Abstract

Predictive maintenance (PdM) has emerged as a vital strategy for optimizing the reliability and efficiency of energy infrastructure. In this paper, we present a comprehensive review of the challenges and solutions associated with harnessing machine learning (ML) techniques for predictive maintenance in the energy sector. The adoption of ML algorithms in predictive maintenance holds immense promise for mitigating equipment failures, reducing downtime, and optimizing maintenance schedules. However, several challenges impede the effective implementation of ML-based PdM strategies. These challenges include the need for large and high-quality data sets, the complexity of integrating heterogeneous data sources, and the interpretability of ML models in real-world settings. To address these challenges, we discuss various solutions and best practices. These include data preprocessing techniques to handle noisy and incomplete data, feature engineering methods for extracting meaningful insights, and model interpretability approaches for enhancing trust and understanding of ML predictions.
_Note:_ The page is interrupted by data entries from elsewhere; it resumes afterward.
//! Monthly story quota
//!
//! Decides whether a user may generate another story in the current
//! billing cycle. The lazy cycle reset is applied inside the same
//! evaluation, so a user whose reset date has passed is checked against a
//! zeroed counter rather than being waved through.

use crate::error::{Result, StoryMagicError};
use crate::models::{billing_cycle, PlanTier, Subscription, User};
use chrono::{DateTime, Duration, Utc};

/// Outcome of a quota evaluation
///
/// # Fields
///
/// * `plan` - Plan the decision was made against
/// * `allowed` - Whether one more story may be generated
/// * `used` - Stories generated this cycle (after any reset)
/// * `limit` - Plan allowance, `None` when unlimited
/// * `reset` - Whether the evaluation rolled the cycle over
#[derive(Debug, Clone, Copy, PartialEq, Eq)]
pub struct QuotaDecision {
    pub plan: PlanTier,
    pub allowed: bool,
    pub used: u32,
    pub limit: Option<u32>,
    pub reset: bool,
}

impl QuotaDecision {
    /// Stories left this cycle, or `None` when unlimited
    ///
    /// # Examples
    ///
    /// ```
    /// use storymagic::models::{PlanTier, Subscription};
    /// use storymagic::subscription::quota::evaluate;
    /// use chrono::Utc;
    ///
    /// let now = Utc::now();
    /// let mut sub = Subscription::fresh(PlanTier::Free, now);
    /// sub.stories_this_month = 1;
    /// assert_eq!(evaluate(&mut sub, now).remaining(), Some(2));
    /// ```
    pub fn remaining(&self) -> Option<u32> {
        self.limit.map(|max| max.saturating_sub(self.used))
    }

    /// Convert a denial into `StoryMagicError::QuotaExceeded`
    pub fn ensure_allowed(self) -> Result<Self> {
        if self.allowed {
            return Ok(self);
        }
        Err(StoryMagicError::QuotaExceeded {
            plan: self.plan.to_string(),
            used: self.used,
            limit: self.limit.unwrap_or(0),
        }
        .into())
    }
}

/// Roll the billing cycle over if its reset date has passed
///
/// Zeroes the counter and advances the reset date by whole cycles until it
/// lies in the future. Returns `true` when a reset happened.
pub fn refresh_cycle(subscription: &mut Subscription, now: DateTime<Utc>) -> bool {
    if now <= subscription.reset_date {
        return false;
    }

    let cycle_secs = billing_cycle().num_seconds();
    let behind_secs = (now - subscription.reset_date).num_seconds();
    let cycles = behind_secs / cycle_secs + 1;

    subscription.stories_this_month = 0;
    subscription.reset_date = subscription.reset_date + Duration::seconds(cycle_secs * cycles);

    tracing::debug!(
        reset_date = %subscription.reset_date,
        cycles,
        "Billing cycle rolled over"
    );
    true
}

/// Apply any pending cycle reset, then check the plan allowance
///
/// Mutates `subscription` only when a reset happens; the caller is
/// responsible for persisting it (see [`QuotaDecision::reset`]).
pub fn evaluate(subscription: &mut Subscription, now: DateTime<Utc>) -> QuotaDecision {
    let reset = refresh_cycle(subscription, now);
    let limit = subscription.plan.plan().stories_per_month.limit();
    let used = subscription.stories_this_month;

    QuotaDecision {
        plan: subscription.plan,
        allowed: limit.map_or(true, |max| used < max),
        used,
        limit,
        reset,
    }
}

/// Pure predicate: may `user` generate another story at `now`?
pub fn can_generate(user: &User, now: DateTime<Utc>) -> bool {
    let mut subscription = user.subscription.clone();
    evaluate(&mut subscription, now).allowed
}

#[cfg(test)]
mod tests {
    use super::*;

    fn subscription(plan: PlanTier, used: u32) -> (Subscription, DateTime<Utc>) {
        let now = Utc::now();
        let mut sub = Subscription::fresh(plan, now);
        sub.stories_this_month = used;
        (sub, now)
    }

    #[test]
    fn test_limited_plans_deny_at_limit() {
        for (plan, limit) in [(PlanTier::Free, 3), (PlanTier::Basic, 25)] {
            let (mut sub, now) = subscription(plan, limit - 1);
            assert!(evaluate(&mut sub, now).allowed);

            let (mut sub, now) = subscription(plan, limit);
            let decision = evaluate(&mut sub, now);
            assert!(!decision.allowed);
            assert_eq!(decision.remaining(), Some(0));
        }
    }

    #[test]
    fn test_unlimited_plan_always_allows() {
        for used in [0, 3, 25, 10_000, u32::MAX] {
            let (mut sub, now) = subscription(PlanTier::Premium, used);
            let decision = evaluate(&mut sub, now);
            assert!(decision.allowed);
            assert_eq!(decision.limit, None);
            assert_eq!(decision.remaining(), None);
        }
    }

    #[test]
    fn test_no_reset_before_reset_date() {
        let (mut sub, now) = subscription(PlanTier::Free, 2);
        let before = sub.reset_date;
        assert!(!refresh_cycle(&mut sub, now));
        assert_eq!(sub.stories_this_month, 2);
        assert_eq!(sub.reset_date, before);
    }

    #[test]
    fn test_reset_zeroes_counter_and_advances_date() {
        let (mut sub, now) = subscription(PlanTier::Free, 3);
        sub.reset_date = now - Duration::days(1);

        let decision = evaluate(&mut sub, now);
        assert!(decision.reset);
        assert!(decision.allowed);
        assert_eq!(decision.used, 0);
        assert_eq!(sub.stories_this_month, 0);
        assert!(sub.reset_date > now);
        assert_eq!(sub.reset_date, now - Duration::days(1) + Duration::days(30));
    }

    #[test]
    fn test_reset_skips_whole_missed_cycles() {
        let (mut sub, now) = subscription(PlanTier::Basic, 25);
        let stale = now - Duration::days(95);
        sub.reset_date = stale;

        assert!(refresh_cycle(&mut sub, now));
        assert_eq!(sub.reset_date, stale + Duration::days(120));
        assert!(sub.reset_date > now);
        assert!(sub.reset_date - now <= Duration::days(30));
    }

    #[test]
    fn test_can_generate_does_not_mutate() {
        let now = Utc::now();
        let mut sub = Subscription::fresh(PlanTier::Free, now);
        sub.stories_this_month = 3;
        sub.reset_date = now - Duration::hours(1);
        let user = User {
            id: "u".to_string(),
            parent_name: "P".to_string(),
            email: "p@example.com".to_string(),
            password_hash: String::new(),
            subscription: sub.clone(),
            children: vec![],
            created_at: now,
        };

        assert!(can_generate(&user, now));
        assert_eq!(user.subscription, sub);
    }

    #[test]
    fn test_ensure_allowed_maps_to_quota_error() {
        let (mut sub, now) = subscription(PlanTier::Free, 3);
        let err = evaluate(&mut sub, now).ensure_allowed().unwrap_err();
        match err.downcast_ref::<StoryMagicError>() {
            Some(StoryMagicError::QuotaExceeded { plan, used, limit }) => {
                assert_eq!(plan, "free");
                assert_eq!(*used, 3);
                assert_eq!(*limit, 3);
            }
            other => panic!("unexpected error: {:?}", other),
        }
    }
}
Additionally, we explore the integration of domain knowledge and human expertise into ML algorithms to improve predictive accuracy and relevance. Furthermore, we examine the role of edge computing and distributed ML techniques in enabling real-time predictive maintenance, particularly in remote or resource-constrained environments. We also discuss the importance of regulatory compliance, privacy protection, and ethical considerations in the deployment of ML-based PdM solutions.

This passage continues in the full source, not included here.